De plus, l'effet de l'audience publique, si elle est en elle-même absolument nécessaire dans son principe, est surestimé. Devant les juridictions administratives, l'audience publique demeure très formelle et tend à le devenir de plus en plus devant les juridictions civiles. La complexité du débat technique donnera de manière certaine, un caractère pour le moins rébarbatif et austère à l'audience. Il faut le dire clairement, l'audience ne mobilise l'attention qu'en fonction de son caractère dramatique. Or, le contentieux financier est certes passionnant pour les initiés, mais on ne peut affirmer qu'il pourra conduire à la tenue d'audience dramatique. A vouloir protéger les droits du comptable, on risque de créer rapidement un sentiment particulièrement négatif chez ces derniers qui pourraient bien ressentir l'apparente inutilité de cette nouvelle audience.
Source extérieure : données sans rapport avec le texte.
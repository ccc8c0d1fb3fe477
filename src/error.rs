//! エラー型の定義

use thiserror::Error;

/// ディスパッチ処理全体のエラー型
#[derive(Error, Debug)]
pub enum Error {
    /// ハンドラーが見つからない（`throw_if_no_handler_found` 有効時のみ）
    #[error("No handler found for {method} {path}")]
    NoHandlerFound { method: String, path: String },

    /// ハンドラーを扱えるアダプターが登録されていない（設定ミス）
    #[error("No adapter for handler [{0}]: the dispatcher configuration needs a HandlerAdapter that supports this handler")]
    NoAdapterFound(String),

    /// マッピング・インターセプター・アダプター内部で発生した処理エラー
    #[error("Dispatch error: {0}")]
    Dispatch(String),

    /// インターセプターのフック内エラー
    #[error("Interceptor error: {0}")]
    Interceptor(String),

    /// 無効なパスパターン
    #[error("Invalid path pattern: {0}")]
    InvalidPattern(String),

    /// 無効なリクエストボディ
    #[error("Invalid request body: {0}")]
    InvalidRequestBody(String),

    /// レスポンスのシリアライズエラー
    #[error("Failed to serialize response: {0}")]
    ResponseSerializationError(String),

    /// 無効なヘッダー
    #[error("Invalid header: {0}")]
    InvalidHeader(String),

    /// 無効なクッキー
    #[error("Invalid cookie: {0}")]
    InvalidCookie(String),

    /// 認証エラー
    #[error("Authentication error: {0}")]
    AuthenticationError(String),

    /// 認可エラー
    #[error("Authorization error: {0}")]
    AuthorizationError(String),

    /// 戦略がサポートしない操作（読み取り専用のロケール解決への変更要求など）
    #[error("Unsupported operation: {0}")]
    UnsupportedOperation(String),

    /// マルチパート解析エラー
    #[error(transparent)]
    Multipart(#[from] MultipartError),

    /// 内部サーバーエラー
    #[error("Internal server error: {0}")]
    InternalServerError(String),
}

/// マルチパート解析時のエラー
#[derive(Error, Debug)]
pub enum MultipartError {
    /// マルチパートではないリクエストを解析しようとした
    #[error("Request is not a multipart request (content type: {0})")]
    NotMultipart(String),

    /// Content-Typeにboundaryがない
    #[error("Multipart boundary missing or invalid: {0}")]
    MissingBoundary(String),

    /// アップロード全体のサイズ上限超過
    #[error("Maximum upload size of {limit} bytes exceeded")]
    MaxUploadSizeExceeded { limit: u64 },

    /// ファイル単位のサイズ上限超過
    #[error("Maximum file size of {limit} bytes exceeded for part '{field}'")]
    MaxFileSizeExceeded { field: String, limit: u64 },

    /// 不正な形式のボディ
    #[error("Malformed multipart body: {0}")]
    Malformed(String),

    /// 一時ファイルの読み書きエラー
    #[error("Multipart storage I/O error: {0}")]
    Io(#[from] std::io::Error),
}

impl MultipartError {
    /// サイズ上限に起因するエラーかどうか
    pub fn is_size_exceeded(&self) -> bool {
        matches!(
            self,
            MultipartError::MaxUploadSizeExceeded { .. } | MultipartError::MaxFileSizeExceeded { .. }
        )
    }
}

impl From<multer::Error> for MultipartError {
    fn from(err: multer::Error) -> Self {
        match err {
            multer::Error::StreamSizeExceeded { limit } => {
                MultipartError::MaxUploadSizeExceeded { limit }
            }
            multer::Error::FieldSizeExceeded { limit, field_name } => {
                MultipartError::MaxFileSizeExceeded {
                    field: field_name.unwrap_or_default(),
                    limit,
                }
            }
            multer::Error::NoBoundary => {
                MultipartError::MissingBoundary("no boundary in content type".to_string())
            }
            other => MultipartError::Malformed(other.to_string()),
        }
    }
}

impl Error {
    /// エラーからHTTPステータスコードを取得
    pub fn status_code(&self) -> u16 {
        match self {
            Error::NoHandlerFound { .. } => 404,
            Error::NoAdapterFound(_) => 500,
            Error::Dispatch(_) => 500,
            Error::Interceptor(_) => 500,
            Error::InvalidPattern(_) => 500,
            Error::InvalidRequestBody(_) => 400,
            Error::ResponseSerializationError(_) => 500,
            Error::InvalidHeader(_) => 400,
            Error::InvalidCookie(_) => 400,
            Error::AuthenticationError(_) => 401,
            Error::AuthorizationError(_) => 403,
            Error::UnsupportedOperation(_) => 500,
            Error::Multipart(e) if e.is_size_exceeded() => 413,
            Error::Multipart(MultipartError::Io(_)) => 500,
            Error::Multipart(_) => 400,
            Error::InternalServerError(_) => 500,
        }
    }
}
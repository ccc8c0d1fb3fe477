//! 解析済みのマルチパート内容（ファイルとテキストフィールド）

use std::collections::HashMap;
use std::fmt;
use std::io;
use std::path::{Path, PathBuf};
use std::sync::atomic::{AtomicBool, Ordering};
use std::sync::{Mutex, MutexGuard};

use bytes::Bytes;
use log::{debug, warn};
use tempfile::NamedTempFile;

use crate::error::MultipartError;

enum Storage {
    Memory(Bytes),
    // 解放済みなら `None`
    TempFile(Mutex<Option<NamedTempFile>>),
}

/// アップロードされた1つのファイルパート
///
/// 閾値以下はメモリ、それを超えるものは一時ファイルに保持される。
/// 一時ファイルはクリーンアップ時、または値の破棄時に削除される。
pub struct MultipartFile {
    name: String,
    original_filename: Option<String>,
    content_type: Option<String>,
    size: u64,
    storage: Storage,
}

impl fmt::Debug for MultipartFile {
    fn fmt(&self, f: &mut fmt::Formatter<'_>) -> fmt::Result {
        f.debug_struct("MultipartFile")
            .field("name", &self.name)
            .field("original_filename", &self.original_filename)
            .field("content_type", &self.content_type)
            .field("size", &self.size)
            .field("in_memory", &self.is_in_memory())
            .finish()
    }
}

fn released_error(name: &str) -> MultipartError {
    MultipartError::Io(io::Error::new(
        io::ErrorKind::NotFound,
        format!("temporary storage of part '{}' has already been released", name),
    ))
}

impl MultipartFile {
    pub(crate) fn in_memory(
        name: String,
        original_filename: Option<String>,
        content_type: Option<String>,
        data: Bytes,
    ) -> Self {
        Self {
            name,
            original_filename,
            content_type,
            size: data.len() as u64,
            storage: Storage::Memory(data),
        }
    }

    pub(crate) fn on_disk(
        name: String,
        original_filename: Option<String>,
        content_type: Option<String>,
        file: NamedTempFile,
        size: u64,
    ) -> Self {
        Self {
            name,
            original_filename,
            content_type,
            size,
            storage: Storage::TempFile(Mutex::new(Some(file))),
        }
    }

    /// フォーム上のパート名
    pub fn name(&self) -> &str {
        &self.name
    }

    /// クライアントが送ったファイル名
    pub fn original_filename(&self) -> Option<&str> {
        self.original_filename.as_deref()
    }

    pub fn content_type(&self) -> Option<&str> {
        self.content_type.as_deref()
    }

    /// バイト数
    pub fn size(&self) -> u64 {
        self.size
    }

    pub fn is_empty(&self) -> bool {
        self.size == 0
    }

    pub fn is_in_memory(&self) -> bool {
        matches!(self.storage, Storage::Memory(_))
    }

    fn temp_file(&self) -> Option<MutexGuard<'_, Option<NamedTempFile>>> {
        match &self.storage {
            Storage::TempFile(file) => Some(file.lock().unwrap_or_else(|poisoned| poisoned.into_inner())),
            Storage::Memory(_) => None,
        }
    }

    /// 一時ファイルのパス（メモリ保持、または解放済みなら `None`）
    pub fn path(&self) -> Option<PathBuf> {
        self.temp_file()?.as_ref().map(|file| file.path().to_path_buf())
    }

    /// 内容を読み出す
    pub async fn bytes(&self) -> Result<Bytes, MultipartError> {
        match &self.storage {
            Storage::Memory(data) => Ok(data.clone()),
            Storage::TempFile(_) => {
                let path = self.path().ok_or_else(|| released_error(&self.name))?;
                Ok(Bytes::from(tokio::fs::read(path).await?))
            }
        }
    }

    /// 内容を指定パスに書き出す
    pub async fn transfer_to(&self, dest: impl AsRef<Path>) -> Result<(), MultipartError> {
        let dest = dest.as_ref();
        match &self.storage {
            Storage::Memory(data) => tokio::fs::write(dest, data).await?,
            Storage::TempFile(_) => {
                let path = self.path().ok_or_else(|| released_error(&self.name))?;
                tokio::fs::copy(path, dest).await?;
            }
        }
        debug!("Transferred part '{}' to {}", self.name, dest.display());
        Ok(())
    }

    /// 一時ファイルを削除する（何度呼んでもよい）
    pub(crate) fn release(&self) {
        let file = match self.temp_file() {
            Some(mut guard) => guard.take(),
            None => None,
        };
        if let Some(file) = file {
            let path = file.path().to_path_buf();
            if let Err(e) = file.close() {
                warn!("Failed to delete temporary upload file {}: {}", path.display(), e);
            }
        }
    }
}

/// リクエスト1件分の解析結果
#[derive(Debug, Default)]
pub struct MultipartParts {
    files: HashMap<String, Vec<MultipartFile>>,
    fields: HashMap<String, Vec<String>>,
    released: AtomicBool,
}

impl MultipartParts {
    pub(crate) fn new(
        files: HashMap<String, Vec<MultipartFile>>,
        fields: HashMap<String, Vec<String>>,
    ) -> Self {
        Self {
            files,
            fields,
            released: AtomicBool::new(false),
        }
    }

    /// 名前に対応する最初のファイル
    pub fn file(&self, name: &str) -> Option<&MultipartFile> {
        self.files.get(name).and_then(|files| files.first())
    }

    /// 名前に対応するすべてのファイル
    pub fn files(&self, name: &str) -> &[MultipartFile] {
        self.files.get(name).map(Vec::as_slice).unwrap_or(&[])
    }

    pub fn file_names(&self) -> impl Iterator<Item = &String> {
        self.files.keys()
    }

    /// 名前に対応する最初のテキスト値
    pub fn parameter(&self, name: &str) -> Option<&str> {
        self.fields
            .get(name)
            .and_then(|values| values.first())
            .map(String::as_str)
    }

    pub fn parameter_values(&self, name: &str) -> &[String] {
        self.fields.get(name).map(Vec::as_slice).unwrap_or(&[])
    }

    pub fn parameter_names(&self) -> impl Iterator<Item = &String> {
        self.fields.keys()
    }

    /// 一時ファイルに保持されているパートの数
    pub fn temp_file_count(&self) -> usize {
        self.files
            .values()
            .flatten()
            .filter(|file| file.path().is_some())
            .count()
    }

    /// 一時ストレージを解放する。最初の呼び出しだけが `true` を返す
    pub fn release(&self) -> bool {
        if self.released.swap(true, Ordering::SeqCst) {
            return false;
        }
        for file in self.files.values().flatten() {
            file.release();
        }
        true
    }

    pub fn is_released(&self) -> bool {
        self.released.load(Ordering::SeqCst)
    }
}
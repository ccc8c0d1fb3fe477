//! 共通の抽象化レイヤー（リクエスト・レスポンス・属性・クッキー・ユーティリティ）

pub mod context;
pub mod cookie;
pub mod http;
pub mod utils;

pub use self::context::{Attribute, MatrixVariables, RequestContext};
pub use self::cookie::{parse_cookie_header, Cookie, SameSite};
pub use self::http::{Method, Request, Response};
pub use self::utils::{get_max_body_size, parse_query_string, percent_decode};
//! 優先度付きのマッピング戦略レジストリ

use std::sync::Arc;

use log::{debug, trace};

use crate::common::Request;
use crate::error::Error;
use crate::interceptor::ExecutionChain;

use super::HandlerMapping;

struct RegisteredMapping {
    priority: Option<i32>,
    mapping: Arc<dyn HandlerMapping>,
}

/// 登録されたマッピング戦略を優先度順に問い合わせるレジストリ
///
/// 優先度の小さいものから評価し、優先度なしは最後尾。同じ優先度は登録順。
/// 最初に結果を返した戦略が勝ち、以降の戦略には問い合わせない。
#[derive(Default)]
pub struct HandlerRegistry {
    mappings: Vec<RegisteredMapping>,
}

impl HandlerRegistry {
    pub fn new() -> Self {
        Self::default()
    }

    /// 戦略自身の `order()` を優先度として登録
    pub fn register<M: HandlerMapping + 'static>(&mut self, mapping: M) {
        self.register_arc(Arc::new(mapping));
    }

    /// 共有済みの戦略を登録
    pub fn register_arc(&mut self, mapping: Arc<dyn HandlerMapping>) {
        let priority = mapping.order();
        self.insert(priority, mapping);
    }

    /// 優先度を明示して登録
    pub fn register_with_priority<M: HandlerMapping + 'static>(&mut self, mapping: M, priority: i32) {
        self.insert(Some(priority), Arc::new(mapping));
    }

    fn insert(&mut self, priority: Option<i32>, mapping: Arc<dyn HandlerMapping>) {
        debug!("Registering handler mapping {} (priority: {:?})", mapping.name(), priority);
        self.mappings.push(RegisteredMapping { priority, mapping });
        // 安定ソートなので同じ優先度は登録順のまま
        self.mappings.sort_by_key(|m| match m.priority {
            Some(p) => (0, p),
            None => (1, 0),
        });
    }

    /// 評価順の戦略一覧
    pub fn mappings(&self) -> impl Iterator<Item = &Arc<dyn HandlerMapping>> {
        self.mappings.iter().map(|m| &m.mapping)
    }

    pub fn len(&self) -> usize {
        self.mappings.len()
    }

    pub fn is_empty(&self) -> bool {
        self.mappings.is_empty()
    }

    /// 優先度順に問い合わせ、最初に得られた実行チェーンを返す
    ///
    /// 戦略がエラーを返した場合は後続を評価せずにそのまま伝播する。
    pub fn resolve(&self, req: &mut Request) -> Result<Option<ExecutionChain>, Error> {
        for registered in &self.mappings {
            trace!("Consulting handler mapping {}", registered.mapping.name());
            if let Some(chain) = registered.mapping.get_handler(req)? {
                debug!(
                    "{} {} resolved by {} to {}",
                    req.method,
                    req.path,
                    registered.mapping.name(),
                    chain.handler().description()
                );
                return Ok(Some(chain));
            }
        }
        debug!("No handler mapping matched {} {}", req.method, req.path);
        Ok(None)
    }
}

#[cfg(test)]
mod tests {
    use mockall::mock;

    use super::*;
    use crate::common::Method;
    use crate::handler::Handler;

    mock! {
        pub Mapping {}

        impl HandlerMapping for Mapping {
            fn get_handler(&self, req: &mut Request) -> Result<Option<ExecutionChain>, Error>;
            fn order(&self) -> Option<i32>;
        }
    }

    fn matching(name: &'static str, order: Option<i32>) -> MockMapping {
        let mut mock = MockMapping::new();
        mock.expect_order().return_const(order);
        mock.expect_get_handler()
            .returning(move |_| Ok(Some(ExecutionChain::new(Handler::custom(name, ())))));
        mock
    }

    fn never_called(order: Option<i32>) -> MockMapping {
        let mut mock = MockMapping::new();
        mock.expect_order().return_const(order);
        mock.expect_get_handler().times(0);
        mock
    }

    fn resolved_name(registry: &HandlerRegistry) -> Option<String> {
        let mut req = Request::new(Method::GET, "/x");
        registry
            .resolve(&mut req)
            .unwrap()
            .map(|chain| chain.handler().description())
    }

    #[test]
    fn test_lower_priority_value_wins() {
        let mut registry = HandlerRegistry::new();
        // 登録順とは逆の優先度
        registry.register(never_called(Some(10)));
        registry.register(matching("A", Some(1)));

        assert_eq!(resolved_name(&registry), Some("custom handler A".to_string()));
    }

    #[test]
    fn test_falls_through_to_next_strategy() {
        let mut miss = MockMapping::new();
        miss.expect_order().return_const(Some(1));
        miss.expect_get_handler().times(1).returning(|_| Ok(None));

        let mut registry = HandlerRegistry::new();
        registry.register(miss);
        registry.register(matching("B", Some(10)));

        assert_eq!(resolved_name(&registry), Some("custom handler B".to_string()));
    }

    #[test]
    fn test_equal_priority_keeps_registration_order() {
        let mut registry = HandlerRegistry::new();
        registry.register(matching("first", Some(5)));
        registry.register(never_called(Some(5)));

        assert_eq!(resolved_name(&registry), Some("custom handler first".to_string()));
    }

    #[test]
    fn test_unprioritized_strategies_are_consulted_last() {
        let mut registry = HandlerRegistry::new();
        registry.register(never_called(None));
        registry.register(matching("late", Some(i32::MAX)));

        assert_eq!(resolved_name(&registry), Some("custom handler late".to_string()));
    }

    #[test]
    fn test_unprioritized_strategies_keep_registration_order() {
        let mut miss = MockMapping::new();
        miss.expect_order().return_const(Some(i32::MAX));
        miss.expect_get_handler().times(1).returning(|_| Ok(None));

        let mut registry = HandlerRegistry::new();
        registry.register(matching("first unordered", None));
        registry.register(never_called(None));
        registry.register(miss);

        assert_eq!(resolved_name(&registry), Some("custom handler first unordered".to_string()));
    }

    #[test]
    fn test_explicit_priority_overrides_order() {
        let mut registry = HandlerRegistry::new();
        registry.register(never_called(Some(1)));
        registry.register_with_priority(matching("explicit", None), 0);

        assert_eq!(resolved_name(&registry), Some("custom handler explicit".to_string()));
    }

    #[test]
    fn test_strategy_error_aborts_resolution() {
        let mut failing = MockMapping::new();
        failing.expect_order().return_const(Some(1));
        failing
            .expect_get_handler()
            .returning(|_| Err(Error::Dispatch("lookup failed".to_string())));

        let mut registry = HandlerRegistry::new();
        registry.register(failing);
        registry.register(never_called(Some(2)));

        let mut req = Request::new(Method::GET, "/x");
        assert!(matches!(registry.resolve(&mut req), Err(Error::Dispatch(_))));
    }

    #[test]
    fn test_empty_registry_resolves_nothing() {
        let registry = HandlerRegistry::new();
        assert!(registry.is_empty());
        assert_eq!(resolved_name(&registry), None);
    }
}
En conclusion, force est de constater que le jugement de la gestion de fait, qui sous l'empire de la règle antérieure conduisait le juge à prononcer au moins deux décisions, donne lieu, désormais à deux procédures conduisant chacune à une décision. On peut donc vraiment s'interroger sur l'efficacité de la procédure issue de la loi du 28 octobre 2008. La disparition progressive de la gestion de fait semble confirmer cette interrogation.


(1) Cour des comptes, 4ème ch., Commune de Nice.
(2) Cour des comptes, 4ème ch., 13 mars 1986, Région de la Martinique.
(3) Cour des comptes, 4ème ch., 4 février 1993, Perception de Montcuq.
(4) Cour des comptes, 4ème ch., 1er mars 1990, Ville de Paris.
(5) Cour des comptes, 4ème ch., 9 décembre 1993, Région de Franche-Comté.
(6) Cour des comptes, 4ème ch., 9 juillet 1992, Syndicat des eaux de Damazan-Buzet.
(7) CE 2° et 6° s-s-r., 19 juin 1991, n° 104979, publié au recueil Lebon (N° Lexbase : A9961AQY).
(8) Cour des comptes, 4ème ch., 11 mars 1993, Commune de Grenoble.
(9) Cour des comptes, 4ème ch., 4 mai 1993, Commune de la Ciotat ; Cour des comptes, 4ème ch., 9 décembre 1993, Commune de Nice.
(10) Cour des comptes, 4ème ch., 26 mai 1992.
(11) CE 2° et 6° s-s-r., 16 novembre 1998, n°172820, publié au recueil Lebon (N° Lexbase : A9088ASE).
(12) CE 4° et 6° s-s-r., 30 décembre 2003, n° 251120, publié au recueil Lebon (N° Lexbase : A0958D3U).
(13) CE 1° et 6° s-s-r., 30 mai 2007, n° 270410, mentionné aux tables du recueil Lebon (N° Lexbase : A5238DWW).
(14) CE, S., 23 février 2000, n° 195715, publié au recueil Lebon (N° Lexbase : A9362AGT).
(15) CE 1° et 6° s-s-r., 10 mai 2004, n° 251090, mentionné aux tables du recueil Lebon (N° Lexbase : A1767DCG).
(16) CE, S., 6 avril 2001, n° 200764 et n° 200767, publié au recueil Lebon (N° Lexbase : A6635ATW).
(17) Cour des comptes, 4ème ch., 26 avril 2001, Département de l'Essonne.
(18) CE, S., 23 février 2000, n° 195715, publié au recueil Lebon, préc..
(19) CE, S., 17 octobre 2003, n° 237290, publié au recueil Lebon (N° Lexbase : A8525C9M).
(20) CEDH, 7 octobre 2003, Req. 53929/00 (N° Lexbase : A3956KID).
(21) CEDH, 13 janvier 2004, Req. 58675/00 (N° Lexbase : A3957KIE).
(22) CEDH, 1er juin 2004, Req. 53929/00 (N° Lexbase : A2910DCR).
(23) CEDH, 12 décembre 2006, Req. 49699/99 (N° Lexbase : A8529DSP).